Industry - Enforcement
Executive Summary
South Korea's data protection regulator fined e-commerce company Coupang a record $410 million for a data breach affecting approximately 37.5 million users, whose names, phone numbers, and delivery details were exposed. The regulator also penalized Coupang for collecting online activity records of 11.17 million users without permission, including tracking which websites and apps they visited. The fine represents the largest penalty ever imposed by South Korea's Personal Information Protection...
What Happened
South Korea's Personal Information Protection Commission fined e-commerce company Coupang a record 624.7 billion won ($410 million) in June 2026 for multiple privacy violations. The largest portion of the penalty, 423.6 billion won, stemmed from a data breach that exposed personal information of approximately 37.5 million users, including names, phone numbers, and delivery details. An additional 201.1 billion won was levied for unauthorized collection of online activity records from 11.17 million users, tracking which websites and applications they visited without permission, and for failing to properly manage advertisement partners.
Who Is Affected
Approximately 37.5 million Coupang users in South Korea were affected by the data breach, including 33.2 million registered members and 4.3 million non-members.

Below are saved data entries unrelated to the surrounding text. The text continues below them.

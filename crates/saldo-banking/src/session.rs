use std::sync::Arc;

use chrono::{DateTime, Duration, Utc};
use reqwest::Client;
use tokio::sync::Mutex;

use crate::{
    credentials::CredentialStore,
    error::BankingError,
    types::{TokenRequest, TokenResponse},
};

/// Margin subtracted from the reported token lifetime to tolerate clock
/// drift and in-flight requests.
const EXPIRY_MARGIN_SECS: i64 = 3_600;

#[derive(Debug, Clone)]
struct CachedToken {
    value: String,
    expires_at: DateTime<Utc>,
}

impl CachedToken {
    fn is_valid(&self) -> bool {
        Utc::now() < self.expires_at
    }
}

/// Caches the aggregator bearer token and refreshes it ahead of expiry.
///
/// The cache lock is held across the refresh request, so concurrent
/// callers with an expired token trigger exactly one `/token/new/` call.
#[derive(Clone, Default)]
pub struct SessionTokenManager {
    cache: Arc<Mutex<Option<CachedToken>>>,
}

impl SessionTokenManager {
    pub fn new() -> Self {
        Self::default()
    }

    /// Drops the cached token so the next call authenticates again.
    pub async fn invalidate(&self) {
        let mut cache = self.cache.lock().await;
        *cache = None;
    }

    /// Returns a valid bearer token, fetching a fresh one when the cache
    /// is empty or within the safety margin of expiry.
    pub async fn bearer(
        &self,
        http: &Client,
        base_url: &str,
        credentials: &CredentialStore,
    ) -> Result<String, BankingError> {
        let mut cache = self.cache.lock().await;
        if let Some(token) = cache.as_ref() {
            if token.is_valid() {
                return Ok(token.value.clone());
            }
        }

        let credentials = credentials
            .current()
            .ok_or(BankingError::CredentialsMissing)?;

        let response = http
            .post(format!("{base_url}/token/new/"))
            .json(&TokenRequest {
                secret_id: credentials.secret_id().to_string(),
                secret_key: credentials.secret_key().to_string(),
            })
            .send()
            .await?;

        let status = response.status();
        let body = response.text().await?;
        if !status.is_success() {
            tracing::warn!(status = %status, "aggregator rejected the API key pair");
            return Err(BankingError::Auth { status, body });
        }

        let token: TokenResponse = serde_json::from_str(&body)?;
        let lifetime = token.access_expires.saturating_sub(EXPIRY_MARGIN_SECS).max(0);
        let cached = CachedToken {
            value: token.access,
            expires_at: Utc::now() + Duration::seconds(lifetime),
        };
        tracing::debug!(expires_at = %cached.expires_at, "obtained new aggregator session token");
        let value = cached.value.clone();
        *cache = Some(cached);
        Ok(value)
    }
}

An additional 11.17 million users had their browsing activity tracked without consent, including records of websites and applications they visited. The breach went undetected for five months before being reported in November 2025.
Why It Matters
This represents the largest penalty ever imposed by South Korea's data protection regulator for a single data breach, exceeding the previous record fine by more than three times. The case demonstrates that regulators are willing to use their full authority to impose fines up to 3% of annual sales against major technology companies that fail to implement adequate security measures commensurate with the scale of personal data they handle. The severity of the penalty reflects growing enforcement of privacy protections in South Korea and sets a precedent for corporate accountability in data protection.
What You Should Do
If you are a Coupang user in South Korea, monitor your accounts for unauthorized activity and consider changing passwords on your Coupang account and any other services where you used similar credentials. Be vigilant for phishing attempts or scam messages that may use your exposed phone number and delivery information. Check your credit reports and consider placing fraud alerts if you notice suspicious activity. Review privacy settings on e-commerce platforms you use to understand what data is being collected and limit unnecessary data sharing where possible.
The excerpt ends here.